Donner teve grande preocupação com verossimilhança, pois queria evitar fazer uma paródia do personagem e gerar uma obra que o representasse com honra. Dito isso, o roteiro em si tem suas pequenas falhas neste ponto, como a conclusão de Luthor que kryptonita é nociva ao homem de aço vir de uma explicação forçada e repentina. Porém não incomoda tanto ao perceber a atmosfera ingênua que permeia a obra. Se rende vilões bufões, também gera momentos especiais com diálogos sinceros, a maioria envolvendo o protagonista.

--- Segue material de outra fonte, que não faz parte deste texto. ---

//! Environment boundary: owns the locator, the random source, id issuing, the state factory
//! and the measurement sink, and decides what happens when an agent leaves the bounds.

use crate::agent::AgentCore;
use crate::interaction::InteractionParameters;
use crate::measurement::{
    AnomalyRecord, BoundaryCrossRecord, MeasurementRecord, MeasurementSink, NullMeasurements,
};
use crate::random::RandomSource;
use crate::state::CellStateFactory;
use crate::vector::{SpatialDimensions, Vector3};
use crate::world::WorldError;
use crate::{AgentId, AgentKey, NeighbourhoodLocator};
use cellsim_index::{Footprint, NeighborhoodIndex, UniformGridIndex};
use serde::{Deserialize, Serialize};
use tracing::{debug, info, warn};

/// What happens to an agent whose shift leaves the site.
#[derive(Debug, Clone, Copy, Default, Serialize, Deserialize, PartialEq, Eq)]
pub enum BoundaryCondition {
    /// Leaving the site deletes the agent.
    #[default]
    Absorbing,
    /// Positions are mirrored back at the walls.
    Reflecting,
    /// Positions wrap around to the opposite wall.
    Periodic,
}

/// Constants turning the cumulative persistence gradient into a migration-bias probability.
#[derive(Debug, Clone, Copy, Serialize, Deserialize, PartialEq)]
#[serde(default)]
pub struct MigrationBias {
    pub scale: f64,
    pub normaliser: f64,
}

impl Default for MigrationBias {
    fn default() -> Self {
        Self {
            scale: 0.6,
            normaliser: 0.424 * 500.0,
        }
    }
}

impl MigrationBias {
    /// `min(1, |g| * scale / normaliser)`.
    #[must_use]
    pub fn probability(&self, gradient_magnitude: f64) -> f64 {
        if !(self.normaliser > 0.0) {
            return 0.0;
        }
        (gradient_magnitude * self.scale / self.normaliser).min(1.0)
    }
}

/// Static configuration of a site.
#[derive(Debug, Clone, Serialize, Deserialize, PartialEq)]
#[serde(default)]
pub struct SiteConfig {
    pub identifier: String,
    pub dimensions: SpatialDimensions,
    pub lower_bound: Vector3,
    pub upper_bound: Vector3,
    pub boundary: BoundaryCondition,
    /// Duration of one tick.
    pub time_step: f64,
    /// Optional RNG seed for deterministic runs.
    pub rng_seed: Option<u64>,
    /// Bucket edge of the neighbourhood locator.
    pub locator_cell_size: f64,
    /// Retry budget of interior placement.
    pub max_placement_attempts: usize,
    /// Entering any of these states requests the run to stop.
    pub stop_states: Vec<String>,
    pub interactions: InteractionParameters,
    pub migration_bias: MigrationBias,
}

impl Default for SiteConfig {
    fn default() -> Self {
        Self {
            identifier: "site".to_string(),
            dimensions: SpatialDimensions::Three,
            lower_bound: Vector3::ZERO,
            upper_bound: Vector3::new(100.0, 100.0, 100.0),
            boundary: BoundaryCondition::Absorbing,
            time_step: 1.0,
            rng_seed: None,
            locator_cell_size: 20.0,
            max_placement_attempts: 1_000,
            stop_states: Vec::new(),
            interactions: InteractionParameters::default(),
            migration_bias: MigrationBias::default(),
        }
    }
}

impl SiteConfig {
    /// Reject values the engine cannot run with.
    pub fn validate(&self) -> Result<(), WorldError> {
        if self.identifier.is_empty() {
            return Err(WorldError::InvalidConfig("site identifier must be non-empty"));
        }
        if !(self.time_step > 0.0) || !self.time_step.is_finite() {
            return Err(WorldError::InvalidConfig("time_step must be positive and finite"));
        }
        if !self.lower_bound.is_finite() || !self.upper_bound.is_finite() {
            return Err(WorldError::InvalidConfig("site bounds must be finite"));
        }
        let lo = self.dimensions.project(self.lower_bound);
        let hi = self.dimensions.project(self.upper_bound);
        let axes = self.dimensions.count();
        if (0..axes).any(|axis| lo.to_array()[axis] >= hi.to_array()[axis]) {
            return Err(WorldError::InvalidConfig(
                "upper_bound must exceed lower_bound on every active axis",
            ));
        }
        if !(self.locator_cell_size > 0.0) || !self.locator_cell_size.is_finite() {
            return Err(WorldError::InvalidConfig("locator_cell_size must be positive"));
        }
        if self.max_placement_attempts == 0 {
            return Err(WorldError::InvalidConfig(
                "max_placement_attempts must be positive",
            ));
        }
        if self.interactions.contact_tolerance < 0.0 {
            return Err(WorldError::InvalidConfig(
                "contact_tolerance must be non-negative",
            ));
        }
        Ok(())
    }

    fn seeded_random(&self) -> RandomSource {
        match self.rng_seed {
            Some(seed) => RandomSource::from_seed(seed),
            None => RandomSource::from_entropy(),
        }
    }
}

/// Axis-aligned extent of a site over its active axes.
#[derive(Debug, Clone, Copy, PartialEq)]
pub struct SiteBounds {
    pub lower: Vector3,
    pub upper: Vector3,
    pub dimensions: SpatialDimensions,
}

impl SiteBounds {
    /// Inclusive containment on every active axis.
    #[must_use]
    pub fn contains(&self, position: Vector3) -> bool {
        let p = position.to_array();
        let lo = self.lower.to_array();
        let hi = self.upper.to_array();
        (0..self.dimensions.count()).all(|axis| p[axis] >= lo[axis] && p[axis] <= hi[axis])
    }

    #[must_use]
    pub fn clamp(&self, position: Vector3) -> Vector3 {
        let lo = self.lower.to_array();
        let hi = self.upper.to_array();
        let mut p = position.to_array();
        for axis in 0..self.dimensions.count() {
            p[axis] = p[axis].clamp(lo[axis], hi[axis]);
        }
        Vector3::from_array(p)
    }
}

/// Issues unique agent ids.
#[derive(Debug, Clone, Default)]
pub struct AgentManager {
    next_id: u64,
}

impl AgentManager {
    /// Id the next agent will receive.
    #[must_use]
    pub const fn next_id(&self) -> AgentId {
        AgentId(self.next_id)
    }

    pub fn advance_id_counter(&mut self) {
        self.next_id += 1;
    }

    /// Take the next id and advance the counter.
    pub fn issue(&mut self) -> AgentId {
        let id = self.next_id();
        self.advance_id_counter();
        id
    }
}

/// External field (e.g. a chemoattractant) sampled by the field-interaction task.
pub trait ExternalField: Send {
    fn gradient_at(&self, position: Vector3, time: f64) -> Vector3;
}

/// Spatially and temporally constant gradient.
#[derive(Debug, Clone, Copy, PartialEq)]
pub struct UniformGradient(pub Vector3);

impl ExternalField for UniformGradient {
    fn gradient_at(&self, _position: Vector3, _time: f64) -> Vector3 {
        self.0
    }
}

/// Environment collaborator consumed by every agent.
pub struct Site {
    config: SiteConfig,
    rng: RandomSource,
    locator: NeighbourhoodLocator,
    agents: AgentManager,
    states: CellStateFactory,
    measurements: Box<dyn MeasurementSink>,
    field: Option<Box<dyn ExternalField>>,
    stop_requested: bool,
    boundary_crossings: usize,
}

impl Site {
    pub fn new(config: SiteConfig) -> Result<Self, WorldError> {
        config.validate()?;
        let locator = UniformGridIndex::try_new(config.locator_cell_size)?;
        let rng = config.seeded_random();
        debug!(site = %config.identifier, seed = rng.seed(), "site created");
        Ok(Self {
            config,
            rng,
            locator,
            agents: AgentManager::default(),
            states: CellStateFactory::new(),
            measurements: Box::new(NullMeasurements),
            field: None,
            stop_requested: false,
            boundary_crossings: 0,
        })
    }

    #[must_use]
    pub fn config(&self) -> &SiteConfig {
        &self.config
    }

    #[must_use]
    pub fn identifier(&self) -> &str {
        &self.config.identifier
    }

    #[must_use]
    pub const fn dimensions(&self) -> SpatialDimensions {
        self.config.dimensions
    }

    #[must_use]
    pub const fn time_step(&self) -> f64 {
        self.config.time_step
    }

    pub fn rng_mut(&mut self) -> &mut RandomSource {
        &mut self.rng
    }

    #[must_use]
    pub fn locator(&self) -> &NeighbourhoodLocator {
        &self.locator
    }

    pub fn locator_mut(&mut self) -> &mut NeighbourhoodLocator {
        &mut self.locator
    }

    /// Re-index the primary shape of `key`. Unknown keys are inserted.
    pub(crate) fn index_shape(&mut self, key: AgentKey, id: AgentId, center: Vector3, radius: f64) {
        if let Err(error) = self
            .locator
            .insert(key, Footprint::new(center.to_array(), radius))
        {
            warn!(%id, %error, "failed to index shape");
        }
    }

    #[must_use]
    pub fn agent_manager(&self) -> &AgentManager {
        &self.agents
    }

    pub fn agent_manager_mut(&mut self) -> &mut AgentManager {
        &mut self.agents
    }

    #[must_use]
    pub fn cell_state_factory(&self) -> &CellStateFactory {
        &self.states
    }

    pub fn cell_state_factory_mut(&mut self) -> &mut CellStateFactory {
        &mut self.states
    }

    /// Replace the measurement sink.
    pub fn set_measurements(&mut self, sink: Box<dyn MeasurementSink>) {
        self.measurements = sink;
    }

    pub fn measurements_mut(&mut self) -> &mut dyn MeasurementSink {
        self.measurements.as_mut()
    }

    pub fn record(&mut self, record: MeasurementRecord) {
        self.measurements.record(record);
    }

    /// Log and record a local failure of one agent's operation.
    pub fn report_anomaly(&mut self, agent: AgentId, time: f64, message: impl Into<String>) {
        let message = message.into();
        warn!(%agent, time, %message, "agent anomaly");
        self.record(MeasurementRecord::Anomaly(AnomalyRecord {
            time,
            agent,
            message,
        }));
    }

    pub fn set_external_field(&mut self, field: Box<dyn ExternalField>) {
        self.field = Some(field);
    }

    /// Field gradient at `position`; zero when no field is attached.
    #[must_use]
    pub fn field_gradient(&self, position: Vector3, time: f64) -> Vector3 {
        self.field
            .as_ref()
            .map_or(Vector3::ZERO, |field| field.gradient_at(position, time))
    }

    #[must_use]
    pub const fn bounds(&self) -> SiteBounds {
        SiteBounds {
            lower: self.config.lower_bound,
            upper: self.config.upper_bound,
            dimensions: self.config.dimensions,
        }
    }

    /// Whether `position` lies within the bounds on every active axis.
    #[must_use]
    pub fn contains_position(&self, position: Vector3) -> bool {
        self.bounds().contains(position)
    }

    /// Apply the boundary policy to `position`: wrap when periodic, mirror when reflecting.
    pub fn adjust_position(&self, position: &mut Vector3) {
        let lo = self.config.lower_bound.to_array();
        let hi = self.config.upper_bound.to_array();
        let mut p = position.to_array();
        for axis in 0..self.config.dimensions.count() {
            let extent = hi[axis] - lo[axis];
            match self.config.boundary {
                BoundaryCondition::Absorbing => {}
                BoundaryCondition::Periodic => {
                    p[axis] = lo[axis] + (p[axis] - lo[axis]).rem_euclid(extent);
                }
                BoundaryCondition::Reflecting => {
                    let period = 2.0 * extent;
                    let folded = (p[axis] - lo[axis]).rem_euclid(period);
                    p[axis] = lo[axis] + if folded > extent { period - folded } else { folded };
                }
            }
        }
        *position = Vector3::from_array(p);
    }

    /// Handle an agent whose shift carried it outside the bounds.
    ///
    /// Absorbing sites delete the agent and drop it from the locator; other policies clamp
    /// the position back inside.
    pub fn handle_boundary_cross(
        &mut self,
        key: AgentKey,
        agent: &mut AgentCore,
        shift: Vector3,
        current_time: f64,
    ) {
        self.boundary_crossings += 1;
        let deleted = match self.config.boundary {
            BoundaryCondition::Absorbing => {
                agent.deleted = true;
                self.locator.remove(key);
                true
            }
            BoundaryCondition::Reflecting | BoundaryCondition::Periodic => {
                agent.position = self.bounds().clamp(agent.position);
                false
            }
        };
        debug!(id = %agent.id, %shift, deleted, "boundary crossed");
        self.record(MeasurementRecord::BoundaryCross(BoundaryCrossRecord {
            time: current_time,
            agent: agent.id,
            deleted,
        }));
    }

    /// Request the run to stop when `state` is one of the configured stop states.
    pub fn stop_run_for_certain_state(&mut self, agent: AgentId, state: &str, current_time: f64) {
        if !self.stop_requested && self.config.stop_states.iter().any(|s| s == state) {
            info!(%agent, state, time = current_time, "stop state reached");
            self.stop_requested = true;
        }
    }

    #[must_use]
    pub const fn stop_requested(&self) -> bool {
        self.stop_requested
    }

    /// Boundary crossings handled since the last call.
    pub(crate) fn take_boundary_crossings(&mut self) -> usize {
        std::mem::take(&mut self.boundary_crossings)
    }
}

O filme possui muitos efeitos práticos como maquetes sendo destruídas e inundadas, o que realmente não passa despercebido ao olhar do espectador moderno, mas funcionam bem para a narrativa. O visual de Krypton também é algo a se destacar aqui, tudo muito claro e branco, com uma tecnologia baseada em cristais. É interessante ver suas roupas brancas extremamente brilhantes, que foram feitas com o mesmo material encontrado em letras de placas de trânsito, altamente reflexíveis. Toda a concepção de Krypton o torna, de fato, alienígena.

Claro, em se tratando do primeiro filme do Homem de Aço, era de suma importância que os efeitos de voo fossem críveis. Foram feitos inúmeros testes e tentativas, até que um sistema elaborado por Zoran Perisic, com lentes de zoom especialmente desenvolvidas para o projeto, ajudou a criar uma das várias técnicas para originar a ilusão de voo. Outras diferentes estruturas foram utilizadas, com atores pendurados por cabos e uso cuidadoso de iluminação e posicionamento de câmera para esconder o equipamento. Ao final, o investimento deu certo e maravilhou milhões de pessoas mundo afora.

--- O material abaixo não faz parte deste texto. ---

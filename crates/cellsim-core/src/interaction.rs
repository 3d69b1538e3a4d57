//! Per-agent registry of contacts and avoided pairings with nearby agents.

use crate::agent::Agent;
use crate::measurement::{InteractionOccurrence, InteractionRecord, MeasurementRecord};
use crate::morphology::Sphere;
use crate::site::Site;
use crate::vector::Vector3;
use crate::world::CellArena;
use crate::{AgentId, AgentKey};
use serde::{Deserialize, Serialize};
use std::collections::BTreeMap;
use tracing::debug;

/// Tunables of the interaction engine.
#[derive(Debug, Clone, Copy, Serialize, Deserialize, PartialEq)]
#[serde(default)]
pub struct InteractionParameters {
    /// Extra gap over touching spheres that still counts as contact.
    pub contact_tolerance: f64,
    /// Push a mover out of agents it newly overlaps.
    pub resolve_overlaps: bool,
}

impl Default for InteractionParameters {
    fn default() -> Self {
        Self {
            contact_tolerance: 0.0,
            resolve_overlaps: true,
        }
    }
}

#[derive(Debug, Clone, Copy, Serialize, Deserialize, PartialEq, Eq)]
pub enum InteractionKind {
    Contact,
    Avoided,
}

/// One pairing as seen from one participant.
#[derive(Debug, Clone, PartialEq)]
pub struct Interaction {
    pub partner: AgentKey,
    pub partner_id: AgentId,
    pub partner_type: String,
    pub kind: InteractionKind,
    pub started_at: f64,
    /// Centre distance beyond which the interaction is retired.
    pub range: f64,
}

#[derive(Debug, Clone, Copy, Serialize, Deserialize, PartialEq, Eq)]
pub enum InteractionEventKind {
    ContactStarted,
    ContactEnded,
}

/// Notification delivered to a cell's state machine.
#[derive(Debug, Clone, PartialEq)]
pub struct InteractionEvent {
    pub kind: InteractionEventKind,
    pub partner: AgentId,
    pub partner_type: String,
    pub time: f64,
}

/// The agent on whose behalf the engine runs.
#[derive(Debug, Clone, PartialEq)]
pub struct Participant {
    pub key: AgentKey,
    pub id: AgentId,
    pub agent_type: String,
    pub sphere: Sphere,
}

#[derive(Debug, Clone, Default)]
pub struct Interactions {
    parameters: InteractionParameters,
    active: BTreeMap<AgentKey, Interaction>,
    avoided: BTreeMap<AgentKey, Interaction>,
}

impl Interactions {
    #[must_use]
    pub fn new(parameters: InteractionParameters) -> Self {
        Self {
            parameters,
            active: BTreeMap::new(),
            avoided: BTreeMap::new(),
        }
    }

    pub fn active(&self) -> impl Iterator<Item = &Interaction> {
        self.active.values()
    }

    pub fn avoided(&self) -> impl Iterator<Item = &Interaction> {
        self.avoided.values()
    }

    #[must_use]
    pub fn is_active_with(&self, partner: AgentKey) -> bool {
        self.active.contains_key(&partner)
    }

    pub fn clear(&mut self) {
        self.active.clear();
        self.avoided.clear();
    }

    fn search_radius(&self, me: &Participant, site: &Site) -> f64 {
        me.sphere.radius + site.locator().radius_hint() + self.parameters.contact_tolerance
    }

    /// Register newly overlapping neighbours after a move and return the push-back that
    /// separates the mover from them (zero when overlap resolution is off).
    pub fn avoid_new_interactions(
        &mut self,
        me: &Participant,
        current_time: f64,
        cells: &CellArena,
        site: &mut Site,
    ) -> Vector3 {
        let mut correction = Vector3::ZERO;
        let candidates = site
            .locator()
            .neighbors_of(me.key, self.search_radius(me, site));
        for neighbor in candidates {
            if self.active.contains_key(&neighbor.key) {
                continue;
            }
            let Some(other) = cells.get(neighbor.key) else {
                continue;
            };
            if other.is_deleted() {
                continue;
            }
            let overlap = me.sphere.radius + neighbor.footprint.radius - neighbor.distance;
            if overlap <= 0.0 {
                continue;
            }
            let newly_avoided = self
                .avoided
                .insert(
                    neighbor.key,
                    Interaction {
                        partner: neighbor.key,
                        partner_id: other.id(),
                        partner_type: other.agent_type().to_string(),
                        kind: InteractionKind::Avoided,
                        started_at: current_time,
                        range: me.sphere.radius + neighbor.footprint.radius,
                    },
                )
                .is_none();
            if newly_avoided {
                site.record(MeasurementRecord::Interaction(InteractionRecord {
                    time: current_time,
                    occurrence: InteractionOccurrence::Avoided,
                    agent: me.id,
                    partner: other.id(),
                    agent_type: me.agent_type.clone(),
                    partner_type: other.agent_type().to_string(),
                }));
            }
            if self.parameters.resolve_overlaps {
                let away = (me.sphere.center - Vector3::from_array(neighbor.footprint.position))
                    .normalized()
                    .unwrap_or(Vector3::ZERO);
                correction += away * overlap;
            }
        }
        site.dimensions().project(correction)
    }

    /// Full per-tick cycle: retire stale and out-of-range pairings, discover new contacts,
    /// notify both participants and report to the measurement sink.
    ///
    /// Returns the events addressed to `me`; partner events are delivered directly.
    pub fn do_whole_process(
        &mut self,
        me: &Participant,
        current_time: f64,
        cells: &mut CellArena,
        site: &mut Site,
    ) -> Vec<InteractionEvent> {
        let mut events = Vec::new();

        let tracked: Vec<AgentKey> = self.active.keys().copied().collect();
        for key in tracked {
            let Some(interaction) = self.active.get(&key) else {
                continue;
            };
            let Some(partner) = cells.get_mut(key) else {
                self.active.remove(&key);
                continue;
            };
            if partner.is_deleted() || partner.id() != interaction.partner_id {
                self.active.remove(&key);
                continue;
            }
            let distance = me.sphere.center.distance(partner.basic_sphere().center);
            if distance <= interaction.range {
                continue;
            }
            let ended = self.active.remove(&key);
            partner.interactions_mut().active.remove(&me.key);
            partner.receive_interaction_event(&InteractionEvent {
                kind: InteractionEventKind::ContactEnded,
                partner: me.id,
                partner_type: me.agent_type.clone(),
                time: current_time,
            });
            if let Some(ended) = ended {
                debug!(agent = %me.id, partner = %ended.partner_id, distance, "contact ended");
                events.push(InteractionEvent {
                    kind: InteractionEventKind::ContactEnded,
                    partner: ended.partner_id,
                    partner_type: ended.partner_type.clone(),
                    time: current_time,
                });
                site.record(MeasurementRecord::Interaction(InteractionRecord {
                    time: current_time,
                    occurrence: InteractionOccurrence::ContactEnded,
                    agent: me.id,
                    partner: ended.partner_id,
                    agent_type: me.agent_type.clone(),
                    partner_type: ended.partner_type,
                }));
            }
        }

        self.avoided.retain(|key, avoided| {
            cells.get(*key).is_some_and(|partner| {
                !partner.is_deleted()
                    && partner.id() == avoided.partner_id
                    && me.sphere.center.distance(partner.basic_sphere().center) < avoided.range
            })
        });

        let tolerance = self.parameters.contact_tolerance;
        let candidates = site
            .locator()
            .neighbors_of(me.key, self.search_radius(me, site));
        for neighbor in candidates {
            if self.active.contains_key(&neighbor.key) {
                continue;
            }
            let Some(partner) = cells.get_mut(neighbor.key) else {
                continue;
            };
            if partner.is_deleted() {
                continue;
            }
            let range = me.sphere.radius + neighbor.footprint.radius + tolerance;
            if neighbor.distance > range {
                continue;
            }
            let partner_id = partner.id();
            let partner_type = partner.agent_type().to_string();
            self.avoided.remove(&neighbor.key);
            self.active.insert(
                neighbor.key,
                Interaction {
                    partner: neighbor.key,
                    partner_id,
                    partner_type: partner_type.clone(),
                    kind: InteractionKind::Contact,
                    started_at: current_time,
                    range,
                },
            );
            let partner_side = partner.interactions_mut();
            partner_side.avoided.remove(&me.key);
            partner_side.active.insert(
                me.key,
                Interaction {
                    partner: me.key,
                    partner_id: me.id,
                    partner_type: me.agent_type.clone(),
                    kind: InteractionKind::Contact,
                    started_at: current_time,
                    range,
                },
            );
            partner.receive_interaction_event(&InteractionEvent {
                kind: InteractionEventKind::ContactStarted,
                partner: me.id,
                partner_type: me.agent_type.clone(),
                time: current_time,
            });
            debug!(agent = %me.id, partner = %partner_id, "contact started");
            events.push(InteractionEvent {
                kind: InteractionEventKind::ContactStarted,
                partner: partner_id,
                partner_type: partner_type.clone(),
                time: current_time,
            });
            site.record(MeasurementRecord::Interaction(InteractionRecord {
                time: current_time,
                occurrence: InteractionOccurrence::ContactStarted,
                agent: me.id,
                partner: partner_id,
                agent_type: me.agent_type.clone(),
                partner_type,
            }));
        }

        events
    }
}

Nada disso seria bem aproveitado se a direção de Richard Donner não fosse precisa. O diretor procurou variar as tomadas de voo entre planos abertos e fechados. Há momentos em que ele coloca a visão do chão, como nós, meros mortais, veríamos o Superman. Ele também coloca a câmera nas costas do kryptoniano em voo frenético de alta velocidade. A imersão e o deslumbramento ao ver um homem voar são precisos e engrandecem o protagonista. Donner também trabalhou com ótima montagem para criar tensão nos momentos certos, vide o close no rosto de Kal-El quando ele descobre o carro de Lois engolido pela terra, e como as tomadas se intercalam. O público fica tão estarrecido quanto o herói.

Se hoje filmes de super-heróis acontece aos montes, é porque a porta foi aberta com este primeiro grande investimento. O respeito ao material original é inegável e teve seu maior êxito em levar para as telas o que é mais importante no Homem de Aço: esperança. Aquela sensação de que, se ele está por perto, tudo vai ficar bem. Não é qualquer personagem que consegue transmitir esse tipo de magia. “Superman – O Filme” será, para sempre, um marco na história da sétima arte. Por causa de Donner, Reeve e tantos outros, o cinema ousa sonhar para o alto, e avante.